EXERCISE: Exact repetition is required: reproduce every line of the data.

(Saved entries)
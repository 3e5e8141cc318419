use std::path::PathBuf;

use axum::http::HeaderValue;

use playersearch_lookup::http::{DEFAULT_LOOKUP_TIMEOUT_SECS, DEFAULT_LOOKUP_URL};
use playersearch_store::config::DEFAULT_STORAGE_ROOT;
use playersearch_store::StoreConfig;

/// A configuration value could not be interpreted.
#[derive(Debug, thiserror::Error)]
#[error("Invalid value '{value}' for {var}: {reason}")]
pub struct ConfigError {
    pub var: &'static str,
    pub value: String,
    pub reason: String,
}

/// Origins allowed to make cross-origin requests.
#[derive(Debug, Clone, PartialEq, Eq)]
pub enum CorsOrigins {
    /// `*`: any origin, without credentials.
    Any,
    /// An explicit allow-list.
    List(Vec<HeaderValue>),
}

/// Server configuration loaded from environment variables.
///
/// All fields have defaults suitable for local development.
#[derive(Debug, Clone)]
pub struct ServerConfig {
    /// Bind address (default: `0.0.0.0`).
    pub host: String,
    /// Bind port (default: `3000`).
    pub port: u16,
    /// Allowed CORS origins, parsed from comma-separated `CORS_ORIGINS`.
    pub cors_origins: CorsOrigins,
    /// HTTP request timeout in seconds (default: `90`, above the lookup timeout).
    pub request_timeout_secs: u64,
    /// Directory search results are persisted to and served from
    /// (default: `data`).
    pub data_dir: PathBuf,
    /// Base URL of the upstream player-search service.
    pub lookup_url: String,
    /// Upstream request timeout in seconds (default: `60`).
    pub lookup_timeout_secs: u64,
}

impl ServerConfig {
    /// Load configuration from environment variables with defaults.
    ///
    /// | Env Var                | Default                                               |
    /// |------------------------|-------------------------------------------------------|
    /// | `HOST`                 | `0.0.0.0`                                             |
    /// | `PORT`                 | `3000`                                                |
    /// | `CORS_ORIGINS`         | `*`                                                   |
    /// | `REQUEST_TIMEOUT_SECS` | `90`                                                  |
    /// | `DATA_DIR`             | `data`                                                |
    /// | `LOOKUP_URL`           | `https://player-search-api-60b22a3031bd.herokuapp.com` |
    /// | `LOOKUP_TIMEOUT_SECS`  | `60`                                                  |
    pub fn from_env() -> Result<Self, ConfigError> {
        Self::from_vars(|key| std::env::var(key).ok())
    }

    /// Load configuration from an arbitrary variable source.
    pub fn from_vars<F>(var: F) -> Result<Self, ConfigError>
    where
        F: Fn(&str) -> Option<String>,
    {
        let host = var("HOST").unwrap_or_else(|| "0.0.0.0".into());
        let port: u16 = parse_var(&var, "PORT", 3000)?;
        let cors_origins = parse_cors_origins(var("CORS_ORIGINS").as_deref().unwrap_or("*"))?;
        let request_timeout_secs: u64 = parse_var(&var, "REQUEST_TIMEOUT_SECS", 90)?;
        let data_dir = var("DATA_DIR")
            .filter(|s| !s.trim().is_empty())
            .map(PathBuf::from)
            .unwrap_or_else(|| PathBuf::from(DEFAULT_STORAGE_ROOT));
        let lookup_url = var("LOOKUP_URL")
            .filter(|s| !s.trim().is_empty())
            .unwrap_or_else(|| DEFAULT_LOOKUP_URL.into());
        let lookup_timeout_secs =
            parse_var(&var, "LOOKUP_TIMEOUT_SECS", DEFAULT_LOOKUP_TIMEOUT_SECS)?;

        Ok(Self {
            host,
            port,
            cors_origins,
            request_timeout_secs,
            data_dir,
            lookup_url,
            lookup_timeout_secs,
        })
    }

    /// Artifact store configuration derived from `data_dir`.
    pub fn store_config(&self) -> StoreConfig {
        StoreConfig::new(&self.data_dir)
    }
}

fn parse_var<F, T>(var: &F, key: &'static str, default: T) -> Result<T, ConfigError>
where
    F: Fn(&str) -> Option<String>,
    T: std::str::FromStr,
    T::Err: std::fmt::Display,
{
    match var(key) {
        None => Ok(default),
        Some(raw) => raw.trim().parse().map_err(|e: T::Err| ConfigError {
            var: key,
            value: raw.clone(),
            reason: e.to_string(),
        }),
    }
}

fn parse_cors_origins(raw: &str) -> Result<CorsOrigins, ConfigError> {
    let origins: Vec<&str> = raw
        .split(',')
        .map(str::trim)
        .filter(|s| !s.is_empty())
        .collect();

    if origins.is_empty() || origins.contains(&"*") {
        return Ok(CorsOrigins::Any);
    }

    origins
        .into_iter()
        .map(|o| {
            HeaderValue::from_str(o).map_err(|e| ConfigError {
                var: "CORS_ORIGINS",
                value: o.to_string(),
                reason: e.to_string(),
            })
        })
        .collect::<Result<Vec<_>, _>>()
        .map(CorsOrigins::List)
}

#[cfg(test)]
mod tests {
    use std::collections::HashMap;

    use super::*;

    fn load(pairs: &[(&str, &str)]) -> Result<ServerConfig, ConfigError> {
        let vars: HashMap<String, String> = pairs
            .iter()
            .map(|(k, v)| (k.to_string(), v.to_string()))
            .collect();
        ServerConfig::from_vars(|key| vars.get(key).cloned())
    }

    #[test]
    fn defaults_apply_when_unset() {
        let config = load(&[]).unwrap();
        assert_eq!(config.host, "0.0.0.0");
        assert_eq!(config.port, 3000);
        assert_eq!(config.cors_origins, CorsOrigins::Any);
        assert_eq!(config.request_timeout_secs, 90);
        assert_eq!(config.data_dir, PathBuf::from("data"));
        assert_eq!(config.lookup_url, DEFAULT_LOOKUP_URL);
        assert_eq!(config.lookup_timeout_secs, 60);
    }

    #[test]
    fn overrides_are_read() {
        let config = load(&[
            ("PORT", "8080"),
            ("DATA_DIR", "/var/lib/playersearch"),
            ("LOOKUP_URL", "http://upstream:9000"),
            ("CORS_ORIGINS", "http://localhost:5173, https://example.org"),
        ])
        .unwrap();
        assert_eq!(config.port, 8080);
        assert_eq!(
            config.store_config().storage_root,
            PathBuf::from("/var/lib/playersearch")
        );
        assert_eq!(config.lookup_url, "http://upstream:9000");
        assert_eq!(
            config.cors_origins,
            CorsOrigins::List(vec![
                HeaderValue::from_static("http://localhost:5173"),
                HeaderValue::from_static("https://example.org"),
            ])
        );
    }

    #[test]
    fn invalid_port_is_rejected() {
        let err = load(&[("PORT", "eighty")]).unwrap_err();
        assert_eq!(err.var, "PORT");
        assert_eq!(err.value, "eighty");
    }

    #[test]
    fn wildcard_anywhere_means_any_origin() {
        let config = load(&[("CORS_ORIGINS", "http://a.test,*")]).unwrap();
        assert_eq!(config.cors_origins, CorsOrigins::Any);
    }
}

TASK RESULT:
repository 3e5e8141cc318419
use std::path::PathBuf;

use axum::http::HeaderValue;

use playersearch_lookup::http::{DEFAULT_LOOKUP_TIMEOUT_SECS, DEFAULT_LOOKUP_URL};
use playersearch_store::config::DEFAULT_STORAGE_ROOT;
use playersearch_store::StoreConfig;

/// A configuration value could not be interpreted.
#[derive(Debug, thiserror::Error)]
#[error("Invalid value '{value}' for {var}: {reason}")]
pub struct ConfigError {
    pub var: &'static str,
    pub value: String,
    pub reason: String,
}

/// Origins allowed to make cross-origin requests.
#[derive(Debug, Clone, PartialEq, Eq)]
pub enum CorsOrigins {
    /// `*`: any origin, without credentials.
    Any,
    /// An explicit allow-list.
    List(Vec<HeaderValue>),
}

/// Server configuration loaded from environment variables.
///
/// All fields have defaults suitable for local development.
#[derive(Debug, Clone)]
pub struct ServerConfig {
    /// Bind address (default: `0.0.0.0`).
    pub host: String,
    /// Bind port (default: `3000`).
    pub port: u16,
    /// Allowed CORS origins, parsed from comma-separated `CORS_ORIGINS`.
    pub cors_origins: CorsOrigins,
    /// HTTP request timeout in seconds (default: `90`, above the lookup timeout).
    pub request_timeout_secs: u64,
    /// Directory search results are persisted to and served from
    /// (default: `data`).
    pub data_dir: PathBuf,
    /// Base URL of the upstream player-search service.
    pub lookup_url: String,
    /// Upstream request timeout in seconds (default: `60`).
    pub lookup_timeout_secs: u64,
}

impl ServerConfig {
    /// Load configuration from environment variables with defaults.
    ///
    /// | Env Var                | Default                                               |
    /// |------------------------|-------------------------------------------------------|
    /// | `HOST`                 | `0.0.0.0`                                             |
    /// | `PORT`                 | `3000`                                                |
    /// | `CORS_ORIGINS`         | `*`                                                   |
    /// | `REQUEST_TIMEOUT_SECS` | `90`                                                  |
    /// | `DATA_DIR`             | `data`                                                |
    /// | `LOOKUP_URL`           | `https://player-search-api-60b22a3031bd.herokuapp.com` |
    /// | `LOOKUP_TIMEOUT_SECS`  | `60`                                                  |
    pub fn from_env() -> Result<Self, ConfigError> {
        Self::from_vars(|key| std::env::var(key).ok())
    }

    /// Load configuration from an arbitrary variable source.
    pub fn from_vars<F>(var: F) -> Result<Self, ConfigError>
    where
        F: Fn(&str) -> Option<String>,
    {
        let host = var("HOST").unwrap_or_else(|| "0.0.0.0".into());
        let port: u16 = parse_var(&var, "PORT", 3000)?;
        let cors_origins = parse_cors_origins(var("CORS_ORIGINS").as_deref().unwrap_or("*"))?;
        let request_timeout_secs: u64 = parse_var(&var, "REQUEST_TIMEOUT_SECS", 90)?;
        let data_dir = var("DATA_DIR")
            .filter(|s| !s.trim().is_empty())
            .map(PathBuf::from)
            .unwrap_or_else(|| PathBuf::from(DEFAULT_STORAGE_ROOT));
        let lookup_url = var("LOOKUP_URL")
            .filter(|s| !s.trim().is_empty())
            .unwrap_or_else(|| DEFAULT_LOOKUP_URL.into());
        let lookup_timeout_secs =
            parse_var(&var, "LOOKUP_TIMEOUT_SECS", DEFAULT_LOOKUP_TIMEOUT_SECS)?;

        Ok(Self {
            host,
            port,
            cors_origins,
            request_timeout_secs,
            data_dir,
            lookup_url,
            lookup_timeout_secs,
        })
    }

    /// Artifact store configuration derived from `data_dir`.
    pub fn store_config(&self) -> StoreConfig {
        StoreConfig::new(&self.data_dir)
    }
}

fn parse_var<F, T>(var: &F, key: &'static str, default: T) -> Result<T, ConfigError>
where
    F: Fn(&str) -> Option<String>,
    T: std::str::FromStr,
    T::Err: std::fmt::Display,
{
    match var(key) {
        None => Ok(default),
        Some(raw) => raw.trim().parse().map_err(|e: T::Err| ConfigError {
            var: key,
            value: raw.clone(),
            reason: e.to_string(),
        }),
    }
}

fn parse_cors_origins(raw: &str) -> Result<CorsOrigins, ConfigError> {
    let origins: Vec<&str> = raw
        .split(',')
        .map(str::trim)
        .filter(|s| !s.is_empty())
        .collect();

    if origins.is_empty() || origins.contains(&"*") {
        return Ok(CorsOrigins::Any);
    }

    origins
        .into_iter()
        .map(|o| {
            HeaderValue::from_str(o).map_err(|e| ConfigError {
                var: "CORS_ORIGINS",
                value: o.to_string(),
                reason: e.to_string(),
            })
        })
        .collect::<Result<Vec<_>, _>>()
        .map(CorsOrigins::List)
}

#[cfg(test)]
mod tests {
    use std::collections::HashMap;

    use super::*;

    fn load(pairs: &[(&str, &str)]) -> Result<ServerConfig, ConfigError> {
        let vars: HashMap<String, String> = pairs
            .iter()
            .map(|(k, v)| (k.to_string(), v.to_string()))
            .collect();
        ServerConfig::from_vars(|key| vars.get(key).cloned())
    }

    #[test]
    fn defaults_apply_when_unset() {
        let config = load(&[]).unwrap();
        assert_eq!(config.host, "0.0.0.0");
        assert_eq!(config.port, 3000);
        assert_eq!(config.cors_origins, CorsOrigins::Any);
        assert_eq!(config.request_timeout_secs, 90);
        assert_eq!(config.data_dir, PathBuf::from("data"));
        assert_eq!(config.lookup_url, DEFAULT_LOOKUP_URL);
        assert_eq!(config.lookup_timeout_secs, 60);
    }

    #[test]
    fn overrides_are_read() {
        let config = load(&[
            ("PORT", "8080"),
            ("DATA_DIR", "/var/lib/playersearch"),
            ("LOOKUP_URL", "http://upstream:9000"),
            ("CORS_ORIGINS", "http://localhost:5173, https://example.org"),
        ])
        .unwrap();
        assert_eq!(config.port, 8080);
        assert_eq!(
            config.store_config().storage_root,
            PathBuf::from("/var/lib/playersearch")
        );
        assert_eq!(config.lookup_url, "http://upstream:9000");
        assert_eq!(
            config.cors_origins,
            CorsOrigins::List(vec![
                HeaderValue::from_static("http://localhost:5173"),
                HeaderValue::from_static("https://example.org"),
            ])
        );
    }

    #[test]
    fn invalid_port_is_rejected() {
        let err = load(&[("PORT", "eighty")]).unwrap_err();
        assert_eq!(err.var, "PORT");
        assert_eq!(err.value, "eighty");
    }

    #[test]
    fn wildcard_anywhere_means_any_origin() {
        let config = load(&[("CORS_ORIGINS", "http://a.test,*")]).unwrap();
        assert_eq!(config.cors_origins, CorsOrigins::Any);
    }
}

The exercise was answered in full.